The report states the Jewish Agency spent $1,148,920 for agricultural colonization, $290,000 for immigration and immigrant-training, $255,000 for housing and public works, $211,000 for maintenance of national institutions and provision of security during the recent disturbances, $175,000 additional by the Foundation Fund for settlement of German Jews, $140,000 for educational and cultural activities and $105,000 for trade and industry.

The largest part of the Jewish Agency’s budget is provided by the Palestine Foundation Fund (Keren Hayesod), which received its greatest income from the United States, with South Africa, Great Britain and Palestine following in order.

In addition to funds directly collected by the Jewish Agency through subsidiaries in various countries, it used $425,000 received from the Council for German Jewry to settle 990 German Jewish immigrants in 38 colonies, most of them previously established by the Keren Hayesod.

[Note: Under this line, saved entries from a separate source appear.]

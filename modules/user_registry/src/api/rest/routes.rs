use std::sync::Arc;

use axum::{
    routing::{get, put},
    Extension, Router,
};

use crate::api::rest::handlers;
use crate::domain::service::Service;

pub const USERS_PATH: &str = "/users";
pub const USER_PATH: &str = "/users/{userId}";

/// Mount the registry endpoints on `router` and attach the service.
pub fn register_routes(router: Router, service: Arc<Service>) -> Router {
    // POST /users, GET /users?searchType=..&value=..
    let router = router.route(
        USERS_PATH,
        get(handlers::get_user).post(handlers::create_user),
    );

    // PUT /users/{userId}, DELETE /users/{userId}
    let router = router.route(
        USER_PATH,
        put(handlers::update_user).delete(handlers::delete_user),
    );

    router.layer(Extension(service))
}
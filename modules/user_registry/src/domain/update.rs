use crate::contract::model::UserPatch;
use crate::domain::error::DomainError;

/// Columns a user may change after registration, in the order an UPDATE sets them.
#[derive(Debug, Clone, Copy, PartialEq, Eq, Hash)]
pub enum UserField {
    FirstName,
    LastName,
    PhoneNumber,
    EmailAddress,
}

impl UserField {
    pub const ORDERED: [UserField; 4] = [
        UserField::FirstName,
        UserField::LastName,
        UserField::PhoneNumber,
        UserField::EmailAddress,
    ];

    /// Column name in the `users` table.
    pub fn column(self) -> &'static str {
        match self {
            UserField::FirstName => "first_name",
            UserField::LastName => "last_name",
            UserField::PhoneNumber => "phone_number",
            UserField::EmailAddress => "email_address",
        }
    }

    fn pick(self, patch: &UserPatch) -> Option<&str> {
        let value = match self {
            UserField::FirstName => patch.first_name.as_deref(),
            UserField::LastName => patch.last_name.as_deref(),
            UserField::PhoneNumber => patch.phone_number.as_deref(),
            UserField::EmailAddress => patch.email_address.as_deref(),
        };
        value.filter(|v| !v.trim().is_empty())
    }
}

/// Non-empty, ordered set of column changes for one update.
#[derive(Debug, Clone, PartialEq, Eq)]
pub struct PartialUpdate {
    changes: Vec<(UserField, String)>,
}

impl PartialUpdate {
    /// Keep only the supplied (non-blank) fields of `patch`.
    ///
    /// Fails with `InvalidInput` when nothing would change.
    pub fn from_patch(patch: &UserPatch) -> Result<Self, DomainError> {
        let changes: Vec<_> = UserField::ORDERED
            .into_iter()
            .filter_map(|f| f.pick(patch).map(|v| (f, v.to_string())))
            .collect();

        if changes.is_empty() {
            return Err(DomainError::invalid_input(
                "At least one field must be provided for update.",
            ));
        }
        Ok(Self { changes })
    }

    pub fn changes(&self) -> &[(UserField, String)] {
        &self.changes
    }

    pub fn fields(&self) -> impl Iterator<Item = UserField> + '_ {
        self.changes.iter().map(|(f, _)| *f)
    }

    pub fn get(&self, field: UserField) -> Option<&str> {
        self.changes
            .iter()
            .find(|(f, _)| *f == field)
            .map(|(_, v)| v.as_str())
    }
}
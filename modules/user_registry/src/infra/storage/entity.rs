use chrono::{DateTime, Utc};
use sea_orm::entity::prelude::*;

use crate::domain::update::UserField;

#[derive(Clone, Debug, PartialEq, Eq, DeriveEntityModel)]
#[sea_orm(table_name = "users")]
pub struct Model {
    #[sea_orm(primary_key, auto_increment = false)]
    pub user_id: String,
    pub first_name: String,
    pub last_name: String,
    #[sea_orm(unique)]
    pub email_address: String,
    #[sea_orm(unique)]
    pub phone_number: String,
    pub created_at: DateTime<Utc>,
    pub last_updated_at: DateTime<Utc>,
}

#[derive(Copy, Clone, Debug, EnumIter, DeriveRelation)]
pub enum Relation {}

impl ActiveModelBehavior for ActiveModel {}

impl From<UserField> for Column {
    fn from(field: UserField) -> Self {
        match field {
            UserField::FirstName => Column::FirstName,
            UserField::LastName => Column::LastName,
            UserField::PhoneNumber => Column::PhoneNumber,
            UserField::EmailAddress => Column::EmailAddress,
        }
    }
}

The Keren Hayesod also expended $108,000 in the Palestine Drainage and Amelioration Co., engaged in draining 15,000 acres of marsh land near Lake Huleh, thereby bringing its investment in that enterprise to $166,500. Investments in various companies doing work such as housing and irrigation were cited.

Established individual-holdings colonies were consolidated and new colonization initiated during the year. Sums were spent to consolidate cooperate settlements, for building, irrigation, maintenance of girls’ agricultural training farms, aid to middle-class colonization and maintenance of agricultural service.

This service included instructors, surveys, water boiling, geological research, research in cattle disease and experimental fields. More than $100,000 was spent on the Agricultural Research Experimentation Station at Rehoboth.

In addition to financing immigration, colonization and education, the fund seeks to increase “the economic absorptive capacity of the land.” It extended loans for workers’ dwellings and road-building and improvement. The total number of schools is now 343 with 39,701 teachers and 1,217 pupils.